[Available data]
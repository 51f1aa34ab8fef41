use byteorder::{ByteOrder, LittleEndian};
use tracing::trace;

use crate::block::{BlockHeader, BLOCK_HEADER_SIZE, MAX_UNSIZED_LEN, VALIDITY_SIZE};
use crate::error::BlockError;
use crate::schema::{Schema, SchemaRef};
use crate::value::{Record, Value};
use crate::{align_up, BLOCK_CAPACITY};

/// EncodedBlock is a block's bytes together with the number of records they hold.
#[derive(Clone, Debug, PartialEq, Eq)]
pub struct EncodedBlock {
    pub bytes: Vec<u8>,
    pub record_count: usize,
}

/// validate_record checks that `record` can be stored under `schema`.
pub fn validate_record(record: &Record, schema: &Schema) -> Result<(), BlockError> {
    if record.len() != schema.len() {
        return Err(BlockError::ArityMismatch {
            expected: schema.len(),
            got: record.len(),
        });
    }

    for (column, value) in schema.columns().iter().zip(record.values()) {
        match value.data_type() {
            None if column.nullable => {}
            None => {
                return Err(BlockError::NullViolation {
                    column: column.name.clone(),
                })
            }
            Some(dtype) if dtype == column.dtype => {}
            Some(_) => {
                return Err(BlockError::TypeMismatch {
                    column: column.name.clone(),
                    expected: column.dtype,
                    got: value.kind(),
                })
            }
        }
    }

    Ok(())
}

/// encode_block appends the block encoding of `records` to `dst` and
/// returns the number of bytes written, always a multiple of 64.
///
/// Every record is validated before `dst` is touched, so a failed encode
/// leaves `dst` unchanged.
pub fn encode_block(
    records: &[Record],
    schema: &Schema,
    dst: &mut Vec<u8>,
) -> Result<usize, BlockError> {
    if records.is_empty() {
        return Err(BlockError::EmptyBlock);
    }
    if records.len() > BLOCK_CAPACITY {
        return Err(BlockError::RecordCountExceeded {
            got: records.len(),
            max: BLOCK_CAPACITY,
        });
    }

    let mut unsized_len = 0_u64;
    for record in records {
        validate_record(record, schema)?;
        unsized_len += record
            .values()
            .iter()
            .map(|v| match v {
                Value::String(s) => s.len() as u64,
                Value::Bytes(b) => b.len() as u64,
                _ => 0,
            })
            .sum::<u64>();
    }
    if unsized_len > MAX_UNSIZED_LEN {
        return Err(BlockError::PayloadTooLarge {
            max: MAX_UNSIZED_LEN,
        });
    }
    let unsized_len = unsized_len as usize;

    let arena_base = BLOCK_HEADER_SIZE + schema.sized_len();
    let size = align_up(arena_base + unsized_len);

    let start = dst.len();
    dst.resize(start + size, 0);
    let buf = &mut dst[start..];

    BlockHeader {
        record_count: records.len(),
        unsized_len,
    }
    .write_to(buf);

    let mut arena_pos = 0_usize;
    for (j, column) in schema.columns().iter().enumerate() {
        let stripe = BLOCK_HEADER_SIZE + schema.stripe_offset(j);
        let slots = if column.nullable {
            stripe + VALIDITY_SIZE
        } else {
            stripe
        };
        let width = column.dtype.slot_width();

        let mut validity = 0_u64;
        for (i, record) in records.iter().enumerate() {
            let slot = slots + i * width;
            let value = &record[j];
            if !value.is_null() {
                validity |= 1 << i;
            }

            match value {
                Value::Null => {}
                Value::Bool(v) => buf[slot] = *v as u8,
                Value::Int32(v) => LittleEndian::write_i32(&mut buf[slot..slot + 4], *v),
                Value::Int64(v) => LittleEndian::write_i64(&mut buf[slot..slot + 8], *v),
                Value::Float32(v) => LittleEndian::write_f32(&mut buf[slot..slot + 4], *v),
                Value::Float64(v) => LittleEndian::write_f64(&mut buf[slot..slot + 8], *v),
                Value::String(_) | Value::Bytes(_) => {
                    let payload = match value {
                        Value::String(s) => s.as_bytes(),
                        Value::Bytes(b) => b.as_slice(),
                        _ => unreachable!(),
                    };

                    let at = arena_base + arena_pos;
                    buf[at..at + payload.len()].copy_from_slice(payload);

                    LittleEndian::write_u32(&mut buf[slot..slot + 4], arena_pos as u32);
                    LittleEndian::write_u32(&mut buf[slot + 4..slot + 8], payload.len() as u32);
                    arena_pos += payload.len();
                }
            }
        }

        if column.nullable {
            LittleEndian::write_u64(&mut buf[stripe..stripe + VALIDITY_SIZE], validity);
        }
    }

    trace!(
        records = records.len(),
        unsized_len,
        size,
        "encoded block"
    );

    Ok(size)
}

/// BlockBuilder collects validated records until a block is full.
#[derive(Debug)]
pub struct BlockBuilder {
    schema: SchemaRef,
    records: Vec<Record>,
}

impl BlockBuilder {
    pub fn new(schema: SchemaRef) -> Self {
        Self {
            schema,
            records: Vec::with_capacity(BLOCK_CAPACITY),
        }
    }

    pub fn schema(&self) -> &SchemaRef {
        &self.schema
    }

    /// push validates `record` and buffers it. A rejected record leaves the
    /// builder unchanged.
    pub fn push(&mut self, record: Record) -> Result<(), BlockError> {
        if self.is_full() {
            return Err(BlockError::RecordCountExceeded {
                got: self.records.len() + 1,
                max: BLOCK_CAPACITY,
            });
        }

        validate_record(&record, &self.schema)?;
        self.records.push(record);
        Ok(())
    }

    pub fn len(&self) -> usize {
        self.records.len()
    }

    pub fn is_empty(&self) -> bool {
        self.records.is_empty()
    }

    pub fn is_full(&self) -> bool {
        self.records.len() >= BLOCK_CAPACITY
    }

    /// encode_into appends the buffered records to `dst` as one block and
    /// clears the builder. Returns the number of records encoded.
    pub fn encode_into(&mut self, dst: &mut Vec<u8>) -> Result<usize, BlockError> {
        let n = self.encode_to(dst)?;
        self.clear();
        Ok(n)
    }

    /// encode_to appends the block to `dst` and keeps the records pending.
    pub fn encode_to(&self, dst: &mut Vec<u8>) -> Result<usize, BlockError> {
        encode_block(&self.records, &self.schema, dst)
    }

    pub fn clear(&mut self) {
        self.records.clear();
    }

    pub fn finish(&mut self) -> Result<EncodedBlock, BlockError> {
        let mut bytes = Vec::new();
        let record_count = self.encode_into(&mut bytes)?;
        Ok(EncodedBlock {
            bytes,
            record_count,
        })
    }
}

#[cfg(test)]
mod tests {
    use byteorder::{ByteOrder, LittleEndian};

    use crate::block::encoder::{encode_block, BlockBuilder};
    use crate::block::BLOCK_HEADER_SIZE;
    use crate::error::BlockError;
    use crate::schema::{DataType, Schema};
    use crate::value::{Record, Value};

    fn people() -> Schema {
        Schema::parse("id: Int32, name: String, active: Bool").unwrap()
    }

    #[test]
    fn test_encode_layout() {
        let schema = people();
        let records = vec![record![1_i32, "ab", true], record![2_i32, "cde", false]];

        let mut buf = vec![];
        let n = encode_block(&records, &schema, &mut buf).unwrap();
        assert_eq!(n, buf.len());
        assert_eq!(n % 64, 0);

        // header
        assert_eq!(LittleEndian::read_u16(&buf[0..2]), 2);
        assert_eq!(LittleEndian::read_u32(&buf[4..8]), 5);

        // id stripe
        let ids = BLOCK_HEADER_SIZE;
        assert_eq!(LittleEndian::read_i32(&buf[ids..]), 1);
        assert_eq!(LittleEndian::read_i32(&buf[ids + 4..]), 2);
        assert!(buf[ids + 8..ids + 64 * 4].iter().all(|b| *b == 0));

        // name stripe: (offset, length) pairs into the arena
        let names = BLOCK_HEADER_SIZE + schema.stripe_offset(1);
        assert_eq!(LittleEndian::read_u32(&buf[names..]), 0);
        assert_eq!(LittleEndian::read_u32(&buf[names + 4..]), 2);
        assert_eq!(LittleEndian::read_u32(&buf[names + 8..]), 2);
        assert_eq!(LittleEndian::read_u32(&buf[names + 12..]), 3);

        // active stripe
        let active = BLOCK_HEADER_SIZE + schema.stripe_offset(2);
        assert_eq!(&buf[active..active + 3], &[1, 0, 0]);

        let arena = BLOCK_HEADER_SIZE + schema.sized_len();
        assert_eq!(&buf[arena..arena + 5], b"abcde");
        assert!(buf[arena + 5..].iter().all(|b| *b == 0));
    }

    #[test]
    fn test_encode_appends_after_existing_bytes() {
        let schema = Schema::from_fields(&[("v", DataType::Int64)]).unwrap();
        let mut buf = vec![0xAA; 64];
        let n = encode_block(&[record![5_i64]], &schema, &mut buf).unwrap();
        assert_eq!(buf.len(), 64 + n);
        assert_eq!(LittleEndian::read_i64(&buf[64 + BLOCK_HEADER_SIZE..]), 5);
    }

    #[test]
    fn test_encode_rejects_bad_input_without_writing() {
        let schema = people();
        let mut buf = vec![];

        let too_many: Vec<Record> = (0..65_i32).map(|i| record![i, "x", true]).collect();
        assert_eq!(
            encode_block(&too_many, &schema, &mut buf),
            Err(BlockError::RecordCountExceeded { got: 65, max: 64 })
        );

        let mismatched = vec![record![1_i32, "a", true], record![2_i64, "b", true]];
        assert_eq!(
            encode_block(&mismatched, &schema, &mut buf),
            Err(BlockError::TypeMismatch {
                column: "id".to_string(),
                expected: DataType::Int32,
                got: "Int64",
            })
        );

        let null: Option<bool> = None;
        assert_eq!(
            encode_block(&[record![1_i32, "a", null]], &schema, &mut buf),
            Err(BlockError::NullViolation {
                column: "active".to_string()
            })
        );

        assert_eq!(
            encode_block(&[record![1_i32]], &schema, &mut buf),
            Err(BlockError::ArityMismatch {
                expected: 3,
                got: 1
            })
        );

        assert_eq!(encode_block(&[], &schema, &mut buf), Err(BlockError::EmptyBlock));
        assert!(buf.is_empty());
    }

    #[test]
    fn test_builder_validates_on_push() {
        let schema = people().into_ref();
        let mut builder = BlockBuilder::new(schema);

        assert!(builder.push(record![1_i32, 2_i32, true]).is_err());
        assert!(builder.is_empty());

        for i in 0..64_i32 {
            builder.push(record![i, "n", i % 2 == 0]).unwrap();
        }
        assert!(builder.is_full());
        assert!(matches!(
            builder.push(record![64_i32, "n", true]),
            Err(BlockError::RecordCountExceeded { .. })
        ));

        let block = builder.finish().unwrap();
        assert_eq!(block.record_count, 64);
        assert_eq!(block.bytes.len() % 64, 0);
        assert!(builder.is_empty());
    }

    #[test]
    fn test_nullable_validity_word() {
        let schema = Schema::parse("score: Float64 Nullable").unwrap();
        let records = vec![
            record![Some(1.0_f64)],
            record![Value::Null],
            record![Some(3.0_f64)],
        ];

        let mut buf = vec![];
        encode_block(&records, &schema, &mut buf).unwrap();
        assert_eq!(LittleEndian::read_u64(&buf[BLOCK_HEADER_SIZE..]), 0b101);
    }
}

[Your objective] Beginning at the line above with "Some(dtype) if dtype" and finishing at the line with "let mut unsized_len = 0_u64;", return each line exactly and return nothing else.

[Answer for this exercise]
            Some(dtype) if dtype == column.dtype => {}
            Some(_) => {
                return Err(BlockError::TypeMismatch {
                    column: column.name.clone(),
                    expected: column.dtype,
                    got: value.kind(),
                })
            }
        }
    }

    Ok(())
}

/// encode_block appends the block encoding of `records` to `dst` and
/// returns the number of bytes written, always a multiple of 64.
///
/// Every record is validated before `dst` is touched, so a failed encode
/// leaves `dst` unchanged.
pub fn encode_block(
    records: &[Record],
    schema: &Schema,
    dst: &mut Vec<u8>,
) -> Result<usize, BlockError> {
    if records.is_empty() {
        return Err(BlockError::EmptyBlock);
    }
    if records.len() > BLOCK_CAPACITY {
        return Err(BlockError::RecordCountExceeded {
            got: records.len(),
            max: BLOCK_CAPACITY,
        });
    }

    let mut unsized_len = 0_u64;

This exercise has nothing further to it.